I need every line that includes the word "VirtualChannelFactory" copied from the material.

** Exercise input **

******

//! Canopy - bus tree console
//!
//! Discovers buses, builds the tree and drives it from stdin. CAN channels
//! listed in the settings' `virtual_can` are backed by virtual hardware;
//! serial ports open real SunSpec channels.

mod command;
mod error;
mod render;
mod settings;

use std::collections::HashMap;
use std::sync::Arc;

use canopy_detect::{Discovery, ProbeConfig};
use canopy_sim::{EndpointMonitor, VirtualChannelFactory, VirtualEndpoint};
use canopy_tree::{
    run_tree_actor, BusFamily, BusTreeModel, ChannelFactories, Endpoint, InterfaceParams, NodeId,
    SerialChannelFactory, TreeCommand, TreeEvent,
};
use tokio::io::{AsyncBufReadExt, BufReader};
use tokio::sync::{mpsc, oneshot};
use tracing::{info, warn};
use tracing_subscriber::{layer::SubscriberExt, util::SubscriberInitExt};

use crate::command::{Command, HELP};
use crate::error::ConsoleError;
use crate::render::{describe_event, render_tree};
use crate::settings::Settings;

/// Console state between commands
struct Console {
    settings: Settings,
    cmd_tx: mpsc::Sender<TreeCommand>,
    can: Arc<VirtualChannelFactory>,
    monitors: HashMap<NodeId, EndpointMonitor>,
    next_endpoint: u32,
}

/// Send a request to the tree actor and wait for its response
async fn request<T>(
    cmd_tx: &mpsc::Sender<TreeCommand>,
    build: impl FnOnce(oneshot::Sender<T>) -> TreeCommand,
) -> Result<T, ConsoleError> {
    let (tx, rx) = oneshot::channel();
    cmd_tx
        .send(build(tx))
        .await
        .map_err(|_| ConsoleError::ActorGone)?;
    rx.await.map_err(|_| ConsoleError::ActorGone)
}

fn discovery(settings: &Settings, can: Arc<VirtualChannelFactory>) -> Discovery {
    Discovery::new(settings.scanner.clone()).with_can(
        can,
        ProbeConfig {
            candidates: settings.can_candidates.clone(),
        },
    )
}

impl Console {
    /// Run one command; returns false when the console should exit
    async fn execute(&mut self, command: Command) -> Result<bool, ConsoleError> {
        match command {
            Command::List => {
                let snapshot = request(&self.cmd_tx, |response| TreeCommand::Snapshot {
                    response,
                })
                .await?;
                print!("{}", render_tree(&snapshot));
            }

            Command::Set {
                node,
                column,
                state,
            } => {
                request(&self.cmd_tx, |response| TreeCommand::SetChecked {
                    node,
                    column,
                    state,
                    response,
                })
                .await??;
            }

            Command::Bitrate { bus, value } => {
                let result = match value.parse::<u32>() {
                    Ok(bitrate) => {
                        request(&self.cmd_tx, |response| TreeCommand::SetBitrate {
                            bus,
                            bitrate,
                            response,
                        })
                        .await?
                    }
                    Err(_) => {
                        request(&self.cmd_tx, |response| TreeCommand::SetBitrateLabel {
                            bus,
                            label: value,
                            response,
                        })
                        .await?
                    }
                };
                result?;
            }

            Command::Add { bus, name } => {
                self.next_endpoint += 1;
                let (endpoint, monitor) = VirtualEndpoint::new(self.next_endpoint, name);
                let device = request(&self.cmd_tx, |response| TreeCommand::AddDevice {
                    bus,
                    endpoint: Box::new(endpoint),
                    response,
                })
                .await??;
                self.monitors.insert(device, monitor);
                println!("added {}", device);
            }

            Command::Remove { device } => {
                let endpoint = request(&self.cmd_tx, |response| TreeCommand::RemoveDevice {
                    device,
                    response,
                })
                .await??;
                self.monitors.remove(&device);
                info!("Released {}", endpoint.name());
            }

            Command::Send { device, payload } => {
                let monitor = self
                    .monitors
                    .get(&device)
                    .ok_or_else(|| ConsoleError::Parse(format!("{} is not a device", device)))?;
                monitor.send(&payload)?;
                println!("sent {} byte(s)", payload.len());
            }

            Command::Unplug { bus } => {
                let snapshot = request(&self.cmd_tx, |response| TreeCommand::Snapshot {
                    response,
                })
                .await?;
                let row = snapshot
                    .bus(bus)
                    .ok_or_else(|| ConsoleError::Parse(format!("{} is not a bus", bus)))?;
                let params = match &row.params {
                    Some(params) if row.family == BusFamily::Can => params,
                    _ => {
                        return Err(ConsoleError::Parse(format!(
                            "{} is not a virtual CAN bus",
                            bus
                        )))
                    }
                };
                self.can.unplug(params)?;
            }

            Command::Scan => {
                let discovery = discovery(&self.settings, self.can.clone());
                let records = tokio::task::spawn_blocking(move || discovery.discover()).await??;
                for record in records {
                    if let Some(params) = record.params {
                        println!("{:<8} {}", record.family.type_string(), params.unique());
                    }
                }
            }

            Command::Save => {
                let path = self.settings.save()?;
                println!("settings written to {}", path.display());
            }

            Command::Help => println!("{}", HELP),

            Command::Quit => return Ok(false),
        }
        Ok(true)
    }
}

#[tokio::main]
async fn main() -> Result<(), ConsoleError> {
    // Include all our crates in the default filter
    tracing_subscriber::registry()
        .with(
            tracing_subscriber::EnvFilter::try_from_default_env().unwrap_or_else(|_| {
                "canopy=info,canopy_tree=info,canopy_detect=info,canopy_sim=info".into()
            }),
        )
        .with(tracing_subscriber::fmt::layer().with_writer(std::io::stderr))
        .init();

    info!("Starting Canopy bus tree console");

    let settings = Settings::load();

    let can = Arc::new(VirtualChannelFactory::with_interfaces(
        BusFamily::Can,
        settings
            .virtual_can
            .iter()
            .map(|channel| InterfaceParams::can("socketcan", channel.clone())),
    ));
    let serial = Arc::new(SerialChannelFactory::new(tokio::runtime::Handle::current()));
    let factories = ChannelFactories::new().with(can.clone()).with(serial);

    let records = if settings.auto_scan {
        let discovery = discovery(&settings, can.clone());
        match tokio::task::spawn_blocking(move || discovery.discover()).await? {
            Ok(records) => records,
            Err(e) => {
                warn!("Discovery failed: {}", e);
                Vec::new()
            }
        }
    } else {
        Vec::new()
    };

    let model = BusTreeModel::new(settings.tree_config(), factories, records);

    let (cmd_tx, cmd_rx) = mpsc::channel(64);
    let (event_tx, mut event_rx) = mpsc::channel::<TreeEvent>(256);
    let actor_handle = tokio::spawn(run_tree_actor(model, cmd_rx, event_tx));

    tokio::spawn(async move {
        while let Some(event) = event_rx.recv().await {
            if let Some(line) = describe_event(&event) {
                println!("* {}", line);
            }
        }
    });

    let mut console = Console {
        settings,
        cmd_tx,
        can,
        monitors: HashMap::new(),
        next_endpoint: 0,
    };

    println!("Type help for commands.");
    let mut lines = BufReader::new(tokio::io::stdin()).lines();
    while let Some(line) = lines.next_line().await? {
        let command = match command::parse(&line) {
            Ok(Some(command)) => command,
            Ok(None) => continue,
            Err(e) => {
                println!("error: {}", e);
                continue;
            }
        };

        match console.execute(command).await {
            Ok(true) => {}
            Ok(false) => break,
            Err(ConsoleError::ActorGone) => return Err(ConsoleError::ActorGone),
            Err(e) => println!("error: {}", e),
        }
    }

    let _ = console.cmd_tx.send(TreeCommand::Shutdown).await;
    actor_handle.await?;
    info!("Canopy console stopped");
    Ok(())
}
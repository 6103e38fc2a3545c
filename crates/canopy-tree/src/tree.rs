//! Arena storage for the node tree
//!
//! Nodes live in a vector indexed by [`NodeId`]. Children are stored as
//! index lists and the parent as an index, so back-references never create
//! ownership cycles. Slots of removed nodes are never reused, which makes a
//! stale `NodeId` detectable instead of silently aliasing a new node.

use std::fmt;

use serde::{Deserialize, Serialize};

use crate::error::TreeError;

/// Index of a node in the tree
#[derive(Debug, Clone, Copy, PartialEq, Eq, Hash, PartialOrd, Ord, Serialize, Deserialize)]
pub struct NodeId(pub u32);

impl NodeId {
    /// Get the raw index value
    pub fn as_u32(&self) -> u32 {
        self.0
    }

    fn slot(self) -> usize {
        self.0 as usize
    }
}

impl fmt::Display for NodeId {
    fn fmt(&self, f: &mut fmt::Formatter<'_>) -> fmt::Result {
        write!(f, "#{}", self.0)
    }
}

/// A node with its structural links
#[derive(Debug)]
pub struct Node<T> {
    parent: Option<NodeId>,
    children: Vec<NodeId>,
    /// Payload
    pub data: T,
}

impl<T> Node<T> {
    /// Parent of the node, `None` for the root
    pub fn parent(&self) -> Option<NodeId> {
        self.parent
    }

    /// Children in insertion order
    pub fn children(&self) -> &[NodeId] {
        &self.children
    }
}

/// Parent/children container with a single root
#[derive(Debug)]
pub struct Tree<T> {
    slots: Vec<Option<Node<T>>>,
}

impl<T> Tree<T> {
    /// Create a tree holding only a root node
    pub fn new(root: T) -> Self {
        Self {
            slots: vec![Some(Node {
                parent: None,
                children: Vec::new(),
                data: root,
            })],
        }
    }

    /// The root node id
    pub fn root(&self) -> NodeId {
        NodeId(0)
    }

    /// Check if a node id refers to a live node
    pub fn contains(&self, id: NodeId) -> bool {
        self.get(id).is_some()
    }

    /// Look up a node
    pub fn get(&self, id: NodeId) -> Option<&Node<T>> {
        self.slots.get(id.slot()).and_then(Option::as_ref)
    }

    /// Look up a node mutably
    pub fn get_mut(&mut self, id: NodeId) -> Option<&mut Node<T>> {
        self.slots.get_mut(id.slot()).and_then(Option::as_mut)
    }

    /// Look up a node, failing on a stale id
    pub fn node(&self, id: NodeId) -> Result<&Node<T>, TreeError> {
        self.get(id).ok_or(TreeError::UnknownNode(id))
    }

    /// Look up a node mutably, failing on a stale id
    pub fn node_mut(&mut self, id: NodeId) -> Result<&mut Node<T>, TreeError> {
        self.get_mut(id).ok_or(TreeError::UnknownNode(id))
    }

    /// Parent of a node
    pub fn parent(&self, id: NodeId) -> Option<NodeId> {
        self.get(id).and_then(Node::parent)
    }

    /// Children of a node, empty for an unknown node
    pub fn children(&self, id: NodeId) -> &[NodeId] {
        self.get(id).map(Node::children).unwrap_or(&[])
    }

    /// Position of a node among its parent's children
    pub fn row(&self, id: NodeId) -> Option<usize> {
        let parent = self.parent(id)?;
        self.children(parent).iter().position(|c| *c == id)
    }

    /// Number of live nodes, root included
    pub fn len(&self) -> usize {
        self.slots.iter().filter(|s| s.is_some()).count()
    }

    /// Check if the tree holds only its root
    pub fn is_empty(&self) -> bool {
        self.len() == 1
    }

    /// Append a node as the last child of `parent`
    pub fn append_child(&mut self, parent: NodeId, data: T) -> Result<NodeId, TreeError> {
        if !self.contains(parent) {
            return Err(TreeError::UnknownNode(parent));
        }
        let id = NodeId(self.slots.len() as u32);
        self.slots.push(Some(Node {
            parent: Some(parent),
            children: Vec::new(),
            data,
        }));
        self.node_mut(parent)?.children.push(id);
        Ok(id)
    }

    /// Remove the child at `row` of `parent`, along with its subtree
    ///
    /// Returns the removed node's payload.
    pub fn remove_child(&mut self, parent: NodeId, row: usize) -> Result<T, TreeError> {
        let node = self.node_mut(parent)?;
        if row >= node.children.len() {
            return Err(TreeError::UnknownNode(parent));
        }
        let id = node.children.remove(row);

        let mut pending: Vec<NodeId> = self.children(id).to_vec();
        while let Some(descendant) = pending.pop() {
            pending.extend_from_slice(self.children(descendant));
            self.slots[descendant.slot()] = None;
        }

        self.slots[id.slot()]
            .take()
            .map(|n| n.data)
            .ok_or(TreeError::UnknownNode(id))
    }
}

******

** Solved exercise **
use canopy_sim::{EndpointMonitor, VirtualChannelFactory, VirtualEndpoint};
    can: Arc<VirtualChannelFactory>,
fn discovery(settings: &Settings, can: Arc<VirtualChannelFactory>) -> Discovery {
    let can = Arc::new(VirtualChannelFactory::with_interfaces(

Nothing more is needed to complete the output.